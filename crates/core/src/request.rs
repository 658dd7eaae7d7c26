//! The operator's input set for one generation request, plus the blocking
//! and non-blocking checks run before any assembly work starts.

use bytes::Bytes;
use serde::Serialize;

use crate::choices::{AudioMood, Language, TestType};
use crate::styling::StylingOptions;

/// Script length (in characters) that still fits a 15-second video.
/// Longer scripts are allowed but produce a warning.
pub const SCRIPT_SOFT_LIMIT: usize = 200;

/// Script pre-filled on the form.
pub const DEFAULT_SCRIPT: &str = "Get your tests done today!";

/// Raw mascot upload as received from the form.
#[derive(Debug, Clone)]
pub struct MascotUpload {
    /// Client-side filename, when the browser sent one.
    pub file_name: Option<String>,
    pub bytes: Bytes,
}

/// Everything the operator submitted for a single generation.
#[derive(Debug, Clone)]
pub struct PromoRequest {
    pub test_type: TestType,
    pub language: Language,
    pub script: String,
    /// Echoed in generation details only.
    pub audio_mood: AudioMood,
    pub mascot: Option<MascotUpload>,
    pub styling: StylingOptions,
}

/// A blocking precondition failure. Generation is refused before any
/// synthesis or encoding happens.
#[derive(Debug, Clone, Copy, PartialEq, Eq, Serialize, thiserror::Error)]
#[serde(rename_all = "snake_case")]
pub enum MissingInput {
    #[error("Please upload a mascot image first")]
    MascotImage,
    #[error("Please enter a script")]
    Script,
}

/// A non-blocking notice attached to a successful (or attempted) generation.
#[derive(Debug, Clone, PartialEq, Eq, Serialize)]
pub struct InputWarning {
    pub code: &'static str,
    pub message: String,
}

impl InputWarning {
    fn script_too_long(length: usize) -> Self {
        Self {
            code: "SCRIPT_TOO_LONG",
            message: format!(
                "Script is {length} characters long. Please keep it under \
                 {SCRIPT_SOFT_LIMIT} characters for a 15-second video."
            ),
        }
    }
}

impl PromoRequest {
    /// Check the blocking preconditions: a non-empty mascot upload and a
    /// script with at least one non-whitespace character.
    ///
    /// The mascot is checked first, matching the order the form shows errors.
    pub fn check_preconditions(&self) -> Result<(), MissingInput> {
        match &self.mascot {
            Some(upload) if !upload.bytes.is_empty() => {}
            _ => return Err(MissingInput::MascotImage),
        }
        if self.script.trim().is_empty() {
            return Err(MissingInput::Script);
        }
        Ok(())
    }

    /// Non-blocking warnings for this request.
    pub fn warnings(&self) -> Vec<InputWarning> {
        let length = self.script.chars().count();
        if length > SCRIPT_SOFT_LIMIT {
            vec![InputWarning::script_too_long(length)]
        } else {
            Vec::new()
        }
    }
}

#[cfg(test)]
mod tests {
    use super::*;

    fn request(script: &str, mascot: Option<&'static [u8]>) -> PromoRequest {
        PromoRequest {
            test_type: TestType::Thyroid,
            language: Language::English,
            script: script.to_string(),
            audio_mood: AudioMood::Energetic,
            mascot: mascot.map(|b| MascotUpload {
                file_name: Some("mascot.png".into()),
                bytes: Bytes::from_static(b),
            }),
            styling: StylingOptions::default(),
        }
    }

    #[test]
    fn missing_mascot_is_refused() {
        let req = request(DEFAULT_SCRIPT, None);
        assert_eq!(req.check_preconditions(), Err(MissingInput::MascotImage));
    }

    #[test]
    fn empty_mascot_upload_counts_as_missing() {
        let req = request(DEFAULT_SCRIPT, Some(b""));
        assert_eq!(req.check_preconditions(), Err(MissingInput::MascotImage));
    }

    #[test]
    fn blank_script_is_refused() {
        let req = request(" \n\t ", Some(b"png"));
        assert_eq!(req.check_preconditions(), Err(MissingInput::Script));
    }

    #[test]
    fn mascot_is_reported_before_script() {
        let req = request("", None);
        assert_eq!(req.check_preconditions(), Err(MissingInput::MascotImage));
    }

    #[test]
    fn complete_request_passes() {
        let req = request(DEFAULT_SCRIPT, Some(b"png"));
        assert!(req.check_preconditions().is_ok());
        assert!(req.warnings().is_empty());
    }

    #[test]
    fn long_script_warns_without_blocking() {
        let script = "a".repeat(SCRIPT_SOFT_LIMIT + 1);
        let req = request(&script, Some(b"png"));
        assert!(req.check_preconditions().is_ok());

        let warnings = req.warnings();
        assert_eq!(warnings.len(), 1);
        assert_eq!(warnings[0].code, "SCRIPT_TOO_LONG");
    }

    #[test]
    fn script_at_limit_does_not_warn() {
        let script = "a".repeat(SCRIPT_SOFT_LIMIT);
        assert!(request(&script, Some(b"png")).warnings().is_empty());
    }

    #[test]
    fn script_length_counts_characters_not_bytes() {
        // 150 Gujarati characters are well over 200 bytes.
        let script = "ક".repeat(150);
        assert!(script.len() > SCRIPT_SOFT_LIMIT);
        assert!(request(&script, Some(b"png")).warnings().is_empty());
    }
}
+---+
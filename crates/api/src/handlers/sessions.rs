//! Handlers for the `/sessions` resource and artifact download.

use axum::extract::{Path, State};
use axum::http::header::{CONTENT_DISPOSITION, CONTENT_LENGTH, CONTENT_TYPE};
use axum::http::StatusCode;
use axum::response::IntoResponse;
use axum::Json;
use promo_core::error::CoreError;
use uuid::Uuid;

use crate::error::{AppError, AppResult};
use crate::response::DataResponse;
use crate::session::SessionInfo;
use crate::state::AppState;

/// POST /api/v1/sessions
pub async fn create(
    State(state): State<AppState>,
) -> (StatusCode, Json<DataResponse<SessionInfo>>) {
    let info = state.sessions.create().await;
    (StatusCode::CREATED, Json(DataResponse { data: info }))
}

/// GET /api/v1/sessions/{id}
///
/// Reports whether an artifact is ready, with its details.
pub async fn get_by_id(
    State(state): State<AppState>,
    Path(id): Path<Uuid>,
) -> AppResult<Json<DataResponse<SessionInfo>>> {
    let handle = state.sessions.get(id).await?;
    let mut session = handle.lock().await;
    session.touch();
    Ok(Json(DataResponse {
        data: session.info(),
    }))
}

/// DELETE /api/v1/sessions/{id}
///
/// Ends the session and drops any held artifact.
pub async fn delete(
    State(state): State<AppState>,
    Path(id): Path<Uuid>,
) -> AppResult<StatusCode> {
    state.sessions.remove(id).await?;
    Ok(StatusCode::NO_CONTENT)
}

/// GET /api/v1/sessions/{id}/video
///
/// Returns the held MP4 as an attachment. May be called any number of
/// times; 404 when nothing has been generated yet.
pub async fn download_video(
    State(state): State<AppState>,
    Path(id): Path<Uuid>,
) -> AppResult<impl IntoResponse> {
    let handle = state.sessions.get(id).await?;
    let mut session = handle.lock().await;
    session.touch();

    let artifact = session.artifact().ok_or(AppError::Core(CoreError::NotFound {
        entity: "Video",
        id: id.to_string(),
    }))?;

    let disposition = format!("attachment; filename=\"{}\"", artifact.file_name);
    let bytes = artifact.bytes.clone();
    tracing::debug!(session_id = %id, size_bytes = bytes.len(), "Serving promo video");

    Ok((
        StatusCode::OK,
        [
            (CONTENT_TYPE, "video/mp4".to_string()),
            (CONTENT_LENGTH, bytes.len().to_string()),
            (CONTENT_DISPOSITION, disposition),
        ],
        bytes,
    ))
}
+---+
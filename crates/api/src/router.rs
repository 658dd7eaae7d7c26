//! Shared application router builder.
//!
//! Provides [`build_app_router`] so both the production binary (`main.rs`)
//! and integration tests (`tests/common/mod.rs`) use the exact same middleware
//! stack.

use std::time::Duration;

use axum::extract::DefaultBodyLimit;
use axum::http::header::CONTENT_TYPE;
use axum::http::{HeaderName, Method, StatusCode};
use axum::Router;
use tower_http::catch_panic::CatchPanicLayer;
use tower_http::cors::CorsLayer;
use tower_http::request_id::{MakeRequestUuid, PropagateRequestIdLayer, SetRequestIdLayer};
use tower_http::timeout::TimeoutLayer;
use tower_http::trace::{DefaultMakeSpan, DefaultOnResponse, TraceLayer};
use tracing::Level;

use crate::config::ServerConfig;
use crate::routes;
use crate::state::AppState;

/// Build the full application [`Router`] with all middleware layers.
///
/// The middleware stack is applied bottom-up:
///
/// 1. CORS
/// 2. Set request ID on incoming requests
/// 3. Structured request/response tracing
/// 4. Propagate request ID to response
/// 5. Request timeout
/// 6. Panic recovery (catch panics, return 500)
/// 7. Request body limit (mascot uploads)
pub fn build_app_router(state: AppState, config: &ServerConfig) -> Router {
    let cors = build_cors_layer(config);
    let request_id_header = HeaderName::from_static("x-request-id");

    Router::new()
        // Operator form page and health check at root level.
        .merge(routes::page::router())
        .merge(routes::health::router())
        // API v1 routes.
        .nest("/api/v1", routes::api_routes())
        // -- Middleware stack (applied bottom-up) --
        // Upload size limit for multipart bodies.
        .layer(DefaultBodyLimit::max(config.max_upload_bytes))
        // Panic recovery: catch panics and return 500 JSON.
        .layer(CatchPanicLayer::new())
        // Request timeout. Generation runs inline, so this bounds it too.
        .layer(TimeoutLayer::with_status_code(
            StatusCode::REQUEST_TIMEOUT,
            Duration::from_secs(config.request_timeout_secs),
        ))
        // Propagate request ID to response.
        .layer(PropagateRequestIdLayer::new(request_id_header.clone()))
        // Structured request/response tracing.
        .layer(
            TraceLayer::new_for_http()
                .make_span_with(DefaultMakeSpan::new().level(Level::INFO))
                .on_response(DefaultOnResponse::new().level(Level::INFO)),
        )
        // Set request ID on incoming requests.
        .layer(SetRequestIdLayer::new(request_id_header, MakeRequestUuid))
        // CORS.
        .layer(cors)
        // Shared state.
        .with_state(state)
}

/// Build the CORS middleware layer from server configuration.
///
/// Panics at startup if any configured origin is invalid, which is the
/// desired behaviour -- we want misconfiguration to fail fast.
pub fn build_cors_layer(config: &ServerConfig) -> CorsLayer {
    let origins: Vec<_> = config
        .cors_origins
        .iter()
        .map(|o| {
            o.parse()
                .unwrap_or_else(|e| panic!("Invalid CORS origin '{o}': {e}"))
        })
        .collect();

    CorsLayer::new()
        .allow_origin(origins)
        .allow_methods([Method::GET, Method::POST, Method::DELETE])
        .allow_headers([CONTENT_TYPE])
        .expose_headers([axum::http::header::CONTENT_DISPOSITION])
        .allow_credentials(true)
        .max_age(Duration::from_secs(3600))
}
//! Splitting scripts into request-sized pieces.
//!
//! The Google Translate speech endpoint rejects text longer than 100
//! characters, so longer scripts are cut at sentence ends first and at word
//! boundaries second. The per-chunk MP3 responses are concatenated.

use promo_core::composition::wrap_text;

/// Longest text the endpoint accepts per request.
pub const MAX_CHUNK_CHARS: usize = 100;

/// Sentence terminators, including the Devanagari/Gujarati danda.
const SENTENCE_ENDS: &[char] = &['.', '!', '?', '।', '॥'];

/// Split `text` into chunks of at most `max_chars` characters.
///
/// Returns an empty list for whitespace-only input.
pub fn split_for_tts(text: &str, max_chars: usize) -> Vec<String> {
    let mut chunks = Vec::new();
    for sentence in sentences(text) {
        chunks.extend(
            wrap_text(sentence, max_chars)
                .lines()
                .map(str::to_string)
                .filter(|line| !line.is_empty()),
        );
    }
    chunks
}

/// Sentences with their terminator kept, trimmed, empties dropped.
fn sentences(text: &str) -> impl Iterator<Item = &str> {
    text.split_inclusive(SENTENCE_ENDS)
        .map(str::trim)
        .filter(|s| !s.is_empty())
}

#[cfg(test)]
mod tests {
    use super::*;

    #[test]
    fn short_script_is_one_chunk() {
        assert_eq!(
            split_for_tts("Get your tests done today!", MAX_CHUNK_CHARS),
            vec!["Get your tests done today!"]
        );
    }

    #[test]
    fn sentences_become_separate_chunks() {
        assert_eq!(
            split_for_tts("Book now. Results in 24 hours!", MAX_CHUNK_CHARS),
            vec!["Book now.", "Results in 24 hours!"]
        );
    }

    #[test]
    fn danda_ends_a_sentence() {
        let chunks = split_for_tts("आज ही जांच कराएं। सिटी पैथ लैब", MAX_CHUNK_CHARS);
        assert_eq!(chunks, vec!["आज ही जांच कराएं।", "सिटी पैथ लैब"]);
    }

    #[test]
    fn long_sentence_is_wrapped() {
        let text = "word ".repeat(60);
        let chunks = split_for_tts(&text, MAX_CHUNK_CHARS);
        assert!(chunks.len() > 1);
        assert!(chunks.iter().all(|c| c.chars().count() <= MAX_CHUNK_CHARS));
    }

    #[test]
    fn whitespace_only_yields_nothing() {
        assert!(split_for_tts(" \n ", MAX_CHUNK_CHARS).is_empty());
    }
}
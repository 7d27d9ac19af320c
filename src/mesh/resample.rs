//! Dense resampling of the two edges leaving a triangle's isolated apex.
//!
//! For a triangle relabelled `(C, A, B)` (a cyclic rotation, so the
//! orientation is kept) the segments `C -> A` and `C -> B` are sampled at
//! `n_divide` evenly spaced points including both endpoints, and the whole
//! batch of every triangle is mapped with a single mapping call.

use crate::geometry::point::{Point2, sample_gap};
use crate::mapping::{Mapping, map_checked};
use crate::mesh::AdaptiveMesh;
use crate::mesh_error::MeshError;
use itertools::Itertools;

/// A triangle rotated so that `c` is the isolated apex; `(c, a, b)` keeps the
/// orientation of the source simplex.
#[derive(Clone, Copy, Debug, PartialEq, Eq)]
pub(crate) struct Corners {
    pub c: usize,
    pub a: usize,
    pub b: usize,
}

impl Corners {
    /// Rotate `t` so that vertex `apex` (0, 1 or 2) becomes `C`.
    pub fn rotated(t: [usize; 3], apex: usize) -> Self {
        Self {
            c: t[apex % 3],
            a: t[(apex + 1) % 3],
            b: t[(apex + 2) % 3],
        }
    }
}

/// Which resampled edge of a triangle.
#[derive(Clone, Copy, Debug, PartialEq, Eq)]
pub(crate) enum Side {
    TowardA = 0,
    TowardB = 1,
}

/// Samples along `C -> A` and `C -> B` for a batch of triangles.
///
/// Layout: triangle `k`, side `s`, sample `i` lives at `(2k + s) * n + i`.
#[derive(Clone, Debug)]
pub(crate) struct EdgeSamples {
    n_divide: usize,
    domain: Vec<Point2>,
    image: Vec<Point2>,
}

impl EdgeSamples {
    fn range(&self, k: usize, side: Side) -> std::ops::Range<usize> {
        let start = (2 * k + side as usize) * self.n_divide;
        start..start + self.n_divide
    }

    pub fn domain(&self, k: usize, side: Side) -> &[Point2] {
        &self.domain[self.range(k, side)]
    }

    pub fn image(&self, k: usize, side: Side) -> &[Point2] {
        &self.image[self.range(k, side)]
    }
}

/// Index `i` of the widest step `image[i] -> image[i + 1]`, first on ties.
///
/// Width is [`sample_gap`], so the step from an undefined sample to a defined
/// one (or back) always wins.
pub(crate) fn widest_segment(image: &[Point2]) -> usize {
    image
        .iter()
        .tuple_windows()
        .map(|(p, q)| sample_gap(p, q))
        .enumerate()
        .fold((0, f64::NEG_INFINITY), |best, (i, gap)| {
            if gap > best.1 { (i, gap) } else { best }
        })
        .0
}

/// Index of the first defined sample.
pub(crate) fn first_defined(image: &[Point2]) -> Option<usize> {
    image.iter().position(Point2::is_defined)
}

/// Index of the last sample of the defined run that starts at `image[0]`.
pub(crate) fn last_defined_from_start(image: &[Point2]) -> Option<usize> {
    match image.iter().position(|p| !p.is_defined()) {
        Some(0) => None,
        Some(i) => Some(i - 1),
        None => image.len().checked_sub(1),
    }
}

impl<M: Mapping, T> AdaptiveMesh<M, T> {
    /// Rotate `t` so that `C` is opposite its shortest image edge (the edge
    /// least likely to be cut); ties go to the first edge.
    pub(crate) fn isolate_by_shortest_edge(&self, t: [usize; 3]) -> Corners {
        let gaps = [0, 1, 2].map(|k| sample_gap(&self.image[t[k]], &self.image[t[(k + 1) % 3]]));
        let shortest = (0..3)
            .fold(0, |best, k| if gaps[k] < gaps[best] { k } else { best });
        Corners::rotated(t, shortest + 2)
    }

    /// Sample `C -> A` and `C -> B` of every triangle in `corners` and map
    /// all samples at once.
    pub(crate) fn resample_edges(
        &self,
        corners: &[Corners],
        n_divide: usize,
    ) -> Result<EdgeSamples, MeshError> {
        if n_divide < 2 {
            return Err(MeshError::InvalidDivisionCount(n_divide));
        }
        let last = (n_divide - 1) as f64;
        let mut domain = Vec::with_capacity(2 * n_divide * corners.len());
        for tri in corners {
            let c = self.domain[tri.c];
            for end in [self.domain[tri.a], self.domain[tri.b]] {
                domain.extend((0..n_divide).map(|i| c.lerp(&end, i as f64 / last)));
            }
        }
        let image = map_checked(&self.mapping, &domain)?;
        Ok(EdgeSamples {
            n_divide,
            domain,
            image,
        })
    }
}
+---+
■ **Work request**:
Would you please return all lines of the data that include the word "InputWarning"?

■ **Completed exercise**:
pub struct InputWarning {
impl InputWarning {
    pub fn warnings(&self) -> Vec<InputWarning> {
            vec![InputWarning::script_too_long(length)]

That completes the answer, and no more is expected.